Task instructions
The answer must consist of the entire listing, repeated exactly.

::: Exercise input :::

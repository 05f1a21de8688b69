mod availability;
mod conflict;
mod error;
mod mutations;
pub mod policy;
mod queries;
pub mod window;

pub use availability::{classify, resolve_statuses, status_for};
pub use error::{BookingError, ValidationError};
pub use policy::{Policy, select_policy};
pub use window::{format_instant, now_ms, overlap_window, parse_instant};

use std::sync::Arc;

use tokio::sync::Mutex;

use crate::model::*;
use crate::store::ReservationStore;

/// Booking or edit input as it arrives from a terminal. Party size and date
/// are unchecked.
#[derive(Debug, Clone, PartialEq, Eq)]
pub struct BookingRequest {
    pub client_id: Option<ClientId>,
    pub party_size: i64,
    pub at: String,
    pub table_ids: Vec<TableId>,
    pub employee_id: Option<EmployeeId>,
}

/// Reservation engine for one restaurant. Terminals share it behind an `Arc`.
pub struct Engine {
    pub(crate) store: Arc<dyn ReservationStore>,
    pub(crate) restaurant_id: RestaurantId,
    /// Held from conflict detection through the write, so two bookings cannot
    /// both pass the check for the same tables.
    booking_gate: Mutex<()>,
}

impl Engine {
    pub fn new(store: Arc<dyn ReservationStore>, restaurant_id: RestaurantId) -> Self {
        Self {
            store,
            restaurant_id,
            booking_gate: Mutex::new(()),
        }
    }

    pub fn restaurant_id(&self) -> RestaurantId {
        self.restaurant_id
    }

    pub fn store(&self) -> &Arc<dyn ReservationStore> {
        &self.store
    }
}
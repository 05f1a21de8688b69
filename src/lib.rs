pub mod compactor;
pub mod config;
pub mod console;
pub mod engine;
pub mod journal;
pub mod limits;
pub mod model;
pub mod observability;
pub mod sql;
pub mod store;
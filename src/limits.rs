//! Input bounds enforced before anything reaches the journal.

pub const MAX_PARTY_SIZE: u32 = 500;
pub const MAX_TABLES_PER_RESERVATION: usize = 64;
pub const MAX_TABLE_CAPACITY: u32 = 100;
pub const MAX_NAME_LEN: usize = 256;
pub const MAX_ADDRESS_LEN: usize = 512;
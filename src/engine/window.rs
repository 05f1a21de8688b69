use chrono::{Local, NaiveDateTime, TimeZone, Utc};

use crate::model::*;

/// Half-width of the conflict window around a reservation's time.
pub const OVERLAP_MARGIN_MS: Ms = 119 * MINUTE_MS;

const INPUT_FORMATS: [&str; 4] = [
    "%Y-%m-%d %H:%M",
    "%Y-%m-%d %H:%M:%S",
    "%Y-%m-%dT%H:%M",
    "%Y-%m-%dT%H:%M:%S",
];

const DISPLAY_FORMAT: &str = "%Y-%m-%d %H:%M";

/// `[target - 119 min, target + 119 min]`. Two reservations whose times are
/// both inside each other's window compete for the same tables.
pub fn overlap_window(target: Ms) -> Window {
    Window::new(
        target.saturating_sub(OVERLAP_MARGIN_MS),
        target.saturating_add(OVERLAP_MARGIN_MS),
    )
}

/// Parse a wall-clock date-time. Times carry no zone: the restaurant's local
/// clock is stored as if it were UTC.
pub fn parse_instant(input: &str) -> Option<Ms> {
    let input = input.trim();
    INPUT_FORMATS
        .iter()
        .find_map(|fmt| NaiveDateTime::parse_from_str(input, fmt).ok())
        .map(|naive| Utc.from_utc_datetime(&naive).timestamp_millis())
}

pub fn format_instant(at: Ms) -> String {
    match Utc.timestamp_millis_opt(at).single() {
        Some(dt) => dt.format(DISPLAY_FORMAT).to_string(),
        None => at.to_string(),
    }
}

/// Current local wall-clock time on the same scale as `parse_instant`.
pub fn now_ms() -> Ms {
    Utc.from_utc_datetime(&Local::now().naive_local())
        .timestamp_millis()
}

:::

Output
repository 05f1a21de8688b69
mod availability;
mod conflict;
mod error;
mod mutations;
pub mod policy;
mod queries;
pub mod window;

pub use availability::{classify, resolve_statuses, status_for};
pub use error::{BookingError, ValidationError};
pub use policy::{Policy, select_policy};
pub use window::{format_instant, now_ms, overlap_window, parse_instant};

use std::sync::Arc;

use tokio::sync::Mutex;

use crate::model::*;
use crate::store::ReservationStore;

/// Booking or edit input as it arrives from a terminal. Party size and date
/// are unchecked.
#[derive(Debug, Clone, PartialEq, Eq)]
pub struct BookingRequest {
    pub client_id: Option<ClientId>,
    pub party_size: i64,
    pub at: String,
    pub table_ids: Vec<TableId>,
    pub employee_id: Option<EmployeeId>,
}

/// Reservation engine for one restaurant. Terminals share it behind an `Arc`.
pub struct Engine {
    pub(crate) store: Arc<dyn ReservationStore>,
    pub(crate) restaurant_id: RestaurantId,
    /// Held from conflict detection through the write, so two bookings cannot
    /// both pass the check for the same tables.
    booking_gate: Mutex<()>,
}

impl Engine {
    pub fn new(store: Arc<dyn ReservationStore>, restaurant_id: RestaurantId) -> Self {
        Self {
            store,
            restaurant_id,
            booking_gate: Mutex::new(()),
        }
    }

    pub fn restaurant_id(&self) -> RestaurantId {
        self.restaurant_id
    }

    pub fn store(&self) -> &Arc<dyn ReservationStore> {
        &self.store
    }
}
repository 05f1a21de8688b69
filename src/lib.rs
pub mod compactor;
pub mod config;
pub mod console;
pub mod engine;
pub mod journal;
pub mod limits;
pub mod model;
pub mod observability;
pub mod sql;
pub mod store;
filename src/limits.rs
//! Input bounds enforced before anything reaches the journal.

pub const MAX_PARTY_SIZE: u32 = 500;
pub const MAX_TABLES_PER_RESERVATION: usize = 64;
pub const MAX_TABLE_CAPACITY: u32 = 100;
pub const MAX_NAME_LEN: usize = 256;
pub const MAX_ADDRESS_LEN: usize = 512;
filename src/engine/window.rs
repository 05f1a21de8688b69
use chrono::{Local, NaiveDateTime, TimeZone, Utc};

use crate::model::*;

/// Half-width of the conflict window around a reservation's time.
pub const OVERLAP_MARGIN_MS: Ms = 119 * MINUTE_MS;

const INPUT_FORMATS: [&str; 4] = [
    "%Y-%m-%d %H:%M",
    "%Y-%m-%d %H:%M:%S",
    "%Y-%m-%dT%H:%M",
    "%Y-%m-%dT%H:%M:%S",
];

const DISPLAY_FORMAT: &str = "%Y-%m-%d %H:%M";

/// `[target - 119 min, target + 119 min]`. Two reservations whose times are
/// both inside each other's window compete for the same tables.
pub fn overlap_window(target: Ms) -> Window {
    Window::new(
        target.saturating_sub(OVERLAP_MARGIN_MS),
        target.saturating_add(OVERLAP_MARGIN_MS),
    )
}

/// Parse a wall-clock date-time. Times carry no zone: the restaurant's local
/// clock is stored as if it were UTC.
pub fn parse_instant(input: &str) -> Option<Ms> {
    let input = input.trim();
    INPUT_FORMATS
        .iter()
        .find_map(|fmt| NaiveDateTime::parse_from_str(input, fmt).ok())
        .map(|naive| Utc.from_utc_datetime(&naive).timestamp_millis())
}

pub fn format_instant(at: Ms) -> String {
    match Utc.timestamp_millis_opt(at).single() {
        Some(dt) => dt.format(DISPLAY_FORMAT).to_string(),
        None => at.to_string(),
    }
}

/// Current local wall-clock time on the same scale as `parse_instant`.
pub fn now_ms() -> Ms {
    Utc.from_utc_datetime(&Local::now().naive_local())
        .timestamp_millis()
}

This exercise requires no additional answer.